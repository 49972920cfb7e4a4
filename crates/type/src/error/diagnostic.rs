// SPDX-License-Identifier: MIT
// Copyright (c) 2025 ReifyDB

use std::fmt::{self, Display, Formatter};

use crate::error::{TemporalKind, TypeError};

pub mod internal;
pub mod render;

#[derive(Debug, Clone, PartialEq, Default)]
pub struct Diagnostic {
	pub code: String,
	pub message: String,
	pub label: Option<String>,
	pub help: Option<String>,
	pub notes: Vec<String>,
	pub cause: Option<Box<Diagnostic>>,
}

impl Display for Diagnostic {
	fn fmt(&self, f: &mut Formatter<'_>) -> fmt::Result {
		f.write_str(&self.code)
	}
}

pub trait IntoDiagnostic {
	fn into_diagnostic(self) -> Diagnostic;
}

impl IntoDiagnostic for Diagnostic {
	fn into_diagnostic(self) -> Diagnostic {
		self
	}
}

fn temporal_code(kind: TemporalKind) -> &'static str {
	match kind {
		TemporalKind::InvalidDateFormat => "TEMPORAL_001",
		TemporalKind::InvalidTimeFormat => "TEMPORAL_002",
		TemporalKind::InvalidTimestampFormat => "TEMPORAL_003",
		TemporalKind::InvalidYear => "TEMPORAL_004",
		TemporalKind::InvalidMonth => "TEMPORAL_005",
		TemporalKind::InvalidDay => "TEMPORAL_006",
		TemporalKind::InvalidHour => "TEMPORAL_007",
		TemporalKind::InvalidMinute => "TEMPORAL_008",
		TemporalKind::InvalidSecond => "TEMPORAL_009",
		TemporalKind::InvalidFraction => "TEMPORAL_010",
		TemporalKind::InvalidDayNumber => "TEMPORAL_011",
	}
}

fn temporal_help(kind: TemporalKind) -> &'static str {
	match kind {
		TemporalKind::InvalidDateFormat
		| TemporalKind::InvalidYear
		| TemporalKind::InvalidMonth
		| TemporalKind::InvalidDay => "use yyyy-mm-dd, mm/dd/yyyy or dd.mm.yyyy (e.g., 2024-03-15)",
		TemporalKind::InvalidTimeFormat
		| TemporalKind::InvalidHour
		| TemporalKind::InvalidMinute
		| TemporalKind::InvalidSecond => "use hh:mm:ss, hh.mm.ss or hh:mm AM (e.g., 14:30:00)",
		TemporalKind::InvalidTimestampFormat | TemporalKind::InvalidFraction => {
			"use yyyy-mm-dd hh:mm:ss[.fffffffff] or yyyy-mm-dd-hh.mm.ss[.ffffff]"
		}
		TemporalKind::InvalidDayNumber => "day numbers range from 1 (0001-01-01) to 3652059 (9999-12-31)",
	}
}

impl IntoDiagnostic for TypeError {
	fn into_diagnostic(self) -> Diagnostic {
		let message = self.to_string();
		match self {
			TypeError::Temporal {
				kind,
				input,
				..
			} => Diagnostic {
				code: temporal_code(kind).to_string(),
				message,
				label: Some(format!("'{}' is not a valid temporal literal", input)),
				help: Some(temporal_help(kind).to_string()),
				notes: vec![],
				cause: None,
			},

			TypeError::InvalidNumber {
				target,
				input,
			} => Diagnostic {
				code: "NUMBER_001".to_string(),
				message,
				label: Some(format!("'{}' cannot be parsed as {}", input, target)),
				help: Some("use plain decimal notation, optionally with an exponent (e.g., -12.50, 1.5E3)"
					.to_string()),
				notes: vec![],
				cause: None,
			},

			TypeError::NumberOutOfRange {
				target,
				value,
			} => Diagnostic {
				code: "NUMBER_002".to_string(),
				message,
				label: Some(format!("{} is outside the domain of {}", value, target)),
				help: None,
				notes: vec!["NaN and infinite values are not valid SQL numbers".to_string()],
				cause: None,
			},

			TypeError::ReuseMismatch {
				expected,
				found,
			} => Diagnostic {
				code: "VALUE_001".to_string(),
				message,
				label: Some(format!("expected a {} value to reuse, got {}", expected, found)),
				help: Some("pass a value of the same concrete type, or none to allocate a new one"
					.to_string()),
				notes: vec!["reusing a value of a different type is a programming error".to_string()],
				cause: None,
			},

			TypeError::DecimalKindMismatch {
				expected,
				found,
			} => Diagnostic {
				code: "VALUE_002".to_string(),
				message,
				label: Some(format!("expected a {} decimal, got {}", expected, found)),
				help: Some("build decimals through the booted factory so every value shares one representation"
					.to_string()),
				notes: vec![],
				cause: None,
			},

			TypeError::UnknownFormatId {
				format_id,
			} => Diagnostic {
				code: "FORMAT_001".to_string(),
				message,
				label: Some(format!("format id {} is not known to this version", format_id)),
				help: Some("the stored data is corrupt or was written by a newer version".to_string()),
				notes: vec![],
				cause: None,
			},

			TypeError::UnsupportedOperand {
				function,
				operand,
			} => Diagnostic {
				code: "FUNCTION_001".to_string(),
				message,
				label: Some(format!("{} operand of {}", operand, function)),
				help: None,
				notes: vec![],
				cause: None,
			},

			TypeError::NotBooted => Diagnostic {
				code: "LIFECYCLE_001".to_string(),
				message,
				label: None,
				help: Some("boot the value factory before constructing or resolving decimal values"
					.to_string()),
				notes: vec![],
				cause: None,
			},

			TypeError::AlreadyBooted => Diagnostic {
				code: "LIFECYCLE_002".to_string(),
				message,
				label: None,
				help: Some("boot is a one-time initialization".to_string()),
				notes: vec![],
				cause: None,
			},

			TypeError::InvalidLocale {
				..
			} => Diagnostic {
				code: "COLLATION_001".to_string(),
				message,
				label: None,
				help: Some("use a BCP-47 language tag (e.g., en-US, de, sv-SE)".to_string()),
				notes: vec![],
				cause: None,
			},

			TypeError::LocaleAlreadySet {
				..
			} => Diagnostic {
				code: "COLLATION_002".to_string(),
				message,
				label: None,
				help: None,
				notes: vec!["the database locale is set once, when the database is opened".to_string()],
				cause: None,
			},

			TypeError::CollatorUnavailable {
				reason,
				..
			} => Diagnostic {
				code: "COLLATION_003".to_string(),
				message,
				label: None,
				help: None,
				notes: vec![reason],
				cause: None,
			},
		}
	}
}

#[cfg(test)]
mod tests {
	use super::*;
	use crate::value::{DecimalKind, FormatId, Type};

	#[test]
	fn test_reuse_mismatch_code() {
		let diagnostic = TypeError::ReuseMismatch {
			expected: Type::Integer,
			found: Type::VarChar,
		}
		.into_diagnostic();
		assert_eq!(diagnostic.code, "VALUE_001");
		assert_eq!(diagnostic.message, "cannot reuse a VARCHAR value as INTEGER");
	}

	#[test]
	fn test_decimal_kind_mismatch_code() {
		let diagnostic = TypeError::DecimalKindMismatch {
			expected: DecimalKind::Big,
			found: DecimalKind::Scaled,
		}
		.into_diagnostic();
		assert_eq!(diagnostic.code, "VALUE_002");
		assert_eq!(diagnostic.message, "cannot store a scaled decimal in a big decimal value");
	}

	#[test]
	fn test_unknown_format_id_code() {
		let diagnostic = TypeError::UnknownFormatId {
			format_id: FormatId(9999),
		}
		.into_diagnostic();
		assert_eq!(diagnostic.code, "FORMAT_001");
		assert!(diagnostic.message.contains("9999"));
	}

	#[test]
	fn test_temporal_codes_are_distinct() {
		let kinds = [
			TemporalKind::InvalidDateFormat,
			TemporalKind::InvalidTimeFormat,
			TemporalKind::InvalidTimestampFormat,
			TemporalKind::InvalidYear,
			TemporalKind::InvalidMonth,
			TemporalKind::InvalidDay,
			TemporalKind::InvalidHour,
			TemporalKind::InvalidMinute,
			TemporalKind::InvalidSecond,
			TemporalKind::InvalidFraction,
			TemporalKind::InvalidDayNumber,
		];
		let mut codes: Vec<_> = kinds.iter().map(|k| temporal_code(*k)).collect();
		codes.sort();
		codes.dedup();
		assert_eq!(codes.len(), kinds.len());
	}
}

### [ASSIGNMENT]
Pick out, from the lines above, every one that contains the string "values".

### [RESPONSE TO THE TASK]
				notes: vec!["NaN and infinite values are not valid SQL numbers".to_string()],
				help: Some("boot the value factory before constructing or resolving decimal values"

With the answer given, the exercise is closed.